Results: More than 41.6% of the sample reported having experienced any forms of bullying victimization, with 25.9% experienced physical bullying victimization, 32.0% experienced relational bullying victimization, and 6.8% experienced cyberbullying victimization. Approximately 3.7% of adolescents reported having experienced all three forms of bullying victimization.
Results of the SEM revealed that parental-child attachment was significantly negatively associated with physical-, relational-, and cyberbullying victimization (p < .001). Further, all three forms of bullying victimization had significant negative effects on adolescents’ health (p < .05), and positive effects on depression (p < .05) and borderline personality symptoms (p < .05). Both physical- and relational bullying victimization had significant positive effects on PTSD (p < .001) and antisocial personality symptoms (p < .05). Both physical- and cyberbullying victimization had a significant positive effect on adolescents’ substance abuse (p < .01). Relational bullying victimization alone had a significant negative effect on adolescents’ self-esteem (p < .01). In addition, gender difference was observed in physical- and cyberbullying victimization, with significantly more boys reported having experienced these forms of bullying victimization compared to girls (p < .001). Finally, results revealed that all three forms of bullying victimization combined significantly mediated the relationships between child-parent attachment and adolescents’ health, depression, PTSD, borderline personality symptoms, and substance abuse (p <.001). Overall, the model had an adequate fit (RMSEA = .031; CFI > .90).

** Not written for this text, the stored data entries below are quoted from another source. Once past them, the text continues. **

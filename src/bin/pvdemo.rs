use std::time::Duration;

use clap::Parser;
use pvsupport::{
    ProviderBuilder,
    backend::{Access, IntercomBackend},
};
use tokio::select;
use tracing::{info, level_filters::LevelFilter, warn};

#[derive(Parser)]
struct Options {
    /// Show debug output
    #[clap(short, action = clap::ArgAction::Count)]
    verbose: u8,
    /// Worker threads for blocking I/O
    #[clap(long, default_value_t = 2)]
    threads: usize,
    /// Number of consumers subscribing to the counter
    #[clap(long, default_value_t = 3)]
    subscribers: usize,
    /// Milliseconds between counter updates
    #[clap(long, default_value_t = 1000)]
    period_ms: u64,
    /// Stop after this many updates, instead of running until Ctrl-C
    #[clap(long)]
    updates: Option<u64>,
}

/// Value written from the consumer side on the given update, if it fits
fn consumer_write_value(updates: u64) -> Option<i32> {
    i32::try_from(updates).ok().map(|n| -n)
}

#[tokio::main(flavor = "multi_thread", worker_threads = 1)]
async fn main() {
    // Make sure panics from threads cause the whole process to terminate
    let default_panic = std::panic::take_hook();
    std::panic::set_hook(Box::new(move |info| {
        default_panic(info);
        std::process::exit(1);
    }));
    let opts = Options::parse();
    tracing_subscriber::fmt()
        .with_max_level(match opts.verbose {
            0 => LevelFilter::INFO,
            1 => LevelFilter::DEBUG,
            2.. => LevelFilter::TRACE,
        })
        .init();

    let backend = IntercomBackend::new("demo");
    let counter = backend.add_pv("COUNTER", 0i32).unwrap();
    let _limit = backend
        .add_pv_with_access("LIMIT", 100i32, Access::ReadWrite)
        .unwrap();
    let mut consumer_writes = counter.subscribe();

    let mut provider = ProviderBuilder::new(backend)
        .worker_threads(opts.threads)
        .start()
        .unwrap();

    let mut subscribers = Vec::new();
    for i in 0..opts.subscribers {
        let support = provider.create_pv_support("COUNTER").unwrap();
        let ack = support.acknowledger();
        support
            .notify(move |update| {
                match update {
                    Ok(cell) => info!("Subscriber {i}: COUNTER = {}", cell.value()),
                    Err(e) => warn!("Subscriber {i}: COUNTER failed: {e}"),
                }
                ack.notify_finished();
            })
            .unwrap();
        subscribers.push(support);
    }
    let writer = provider.create_pv_support("COUNTER").unwrap();
    let limit = provider.create_pv_support("LIMIT").unwrap();
    info!(
        "LIMIT starts at {}",
        limit.initial_value().unwrap().value()
    );

    let mut updates = 0u64;
    loop {
        select! {
            _ = tokio::time::sleep(Duration::from_millis(opts.period_ms)) => (),
            _ = tokio::signal::ctrl_c() => {
                println!("Ctrl-C: Shutting down");
                break;
            },
        };
        updates += 1;
        if updates % 5 == 0 {
            // Every so often, change the value from the consumer side instead
            let Some(written) = consumer_write_value(updates) else {
                warn!("Update count {updates} no longer fits in COUNTER, stopping");
                break;
            };
            match writer.write_async(written).await {
                Ok(cell) => info!("Consumer wrote {}", cell.value()),
                Err(e) => warn!("Consumer write failed: {e}"),
            }
        } else {
            let next = counter.load() + 1;
            info!("Updating value to {next}");
            counter.store(next).unwrap();
        }
        while let Ok(value) = consumer_writes.try_recv() {
            info!("Application saw consumer write of {value}");
        }
        if opts.updates.is_some_and(|limit| updates >= limit) {
            break;
        }
    }

    info!("COUNTER state: {:?}", writer.diagnostics());
    drop(subscribers);
    provider.shutdown();
}

#[cfg(test)]
mod tests {
    use super::*;

    #[test]
    fn consumer_writes_never_wrap() {
        assert_eq!(consumer_write_value(5), Some(-5));
        assert_eq!(consumer_write_value(i32::MAX as u64), Some(-i32::MAX));
        assert_eq!(consumer_write_value(i32::MAX as u64 + 1), None);
        assert_eq!(consumer_write_value(u64::MAX), None);
    }
}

Conclusions and Implications: Findings suggest a substantial overlap of adolescents who experience multiple forms of bullying victimization; and physical-, relational-, and cyberbullying victimization are associated with similar health and mental health problems. Consequently, effective prevention and intervention programs that address different forms of bullying victimization together may be needed for Chinese adolescents. Findings and implications for research and practice will be discussed in details.